- [PROBLEM REQUIREMENTS]: Each line of the entries below that holds "InteropInterface" is needed, copied in full.

Stored items:
use convert_case::{Case, Casing};
use cpm_core::ParamType;

use super::{Language, TypeMapper};

/// neo-go interop types for contracts calling other contracts
pub struct GoOnChainMapper;

impl TypeMapper for GoOnChainMapper {
    fn language(&self) -> Language {
        Language::Go
    }

    fn map_type(&self, ty: ParamType) -> &'static str {
        match ty {
            ParamType::Any => "any",
            ParamType::Boolean => "bool",
            ParamType::InteropInterface => "any",
            ParamType::Integer => "int",
            ParamType::ByteArray => "[]byte",
            ParamType::String => "string",
            ParamType::Hash160 => "interop.Hash160",
            ParamType::Hash256 => "interop.Hash256",
            ParamType::PublicKey => "interop.PublicKey",
            ParamType::Array => "[]any",
            ParamType::Map => "map[string]any",
            // Void methods are rendered without a result, the type is never emitted
            ParamType::Void => "struct{}",
        }
    }

    fn map_method_name(&self, name: &str) -> String {
        name.to_case(Case::Pascal)
    }
}

/// neo-go RPC client types
pub struct GoOffChainMapper;

impl TypeMapper for GoOffChainMapper {
    fn language(&self) -> Language {
        Language::Go
    }

    fn map_type(&self, ty: ParamType) -> &'static str {
        match ty {
            ParamType::Any => "any",
            ParamType::Boolean => "bool",
            ParamType::InteropInterface => "any",
            ParamType::Integer => "*big.Int",
            ParamType::ByteArray => "[]byte",
            ParamType::String => "string",
            ParamType::Hash160 => "util.Uint160",
            ParamType::Hash256 => "util.Uint256",
            ParamType::PublicKey => "*keys.PublicKey",
            ParamType::Array => "[]any",
            ParamType::Map => "*stackitem.Map",
            ParamType::Void => "struct{}",
        }
    }

    fn map_method_name(&self, name: &str) -> String {
        name.to_case(Case::Pascal)
    }

    fn unwrap_expression(&self, ty: ParamType) -> Option<&'static str> {
        Some(match ty {
            ParamType::Any => "unwrap.Item",
            ParamType::Boolean => "unwrap.Bool",
            ParamType::InteropInterface => "unwrap.SessionIterator",
            ParamType::Integer => "unwrap.BigInt",
            ParamType::ByteArray => "unwrap.Bytes",
            ParamType::String => "unwrap.UTF8String",
            ParamType::Hash160 => "unwrap.Uint160",
            ParamType::Hash256 => "unwrap.Uint256",
            ParamType::PublicKey => "unwrap.PublicKey",
            ParamType::Array => "unwrap.Array",
            ParamType::Map => "unwrap.Map",
            ParamType::Void => "unwrap.Nothing",
        })
    }

    fn return_type(&self, ty: ParamType) -> String {
        match ty {
            ParamType::Any => "stackitem.Item".to_string(),
            ParamType::Array | ParamType::InteropInterface => "[]stackitem.Item".to_string(),
            other => self.map_type(other).to_string(),
        }
    }
}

- [TASK OUTPUT]:
            ParamType::InteropInterface => "any",
            ParamType::InteropInterface => "any",
            ParamType::InteropInterface => "unwrap.SessionIterator",
            ParamType::Array | ParamType::InteropInterface => "[]stackitem.Item".to_string(),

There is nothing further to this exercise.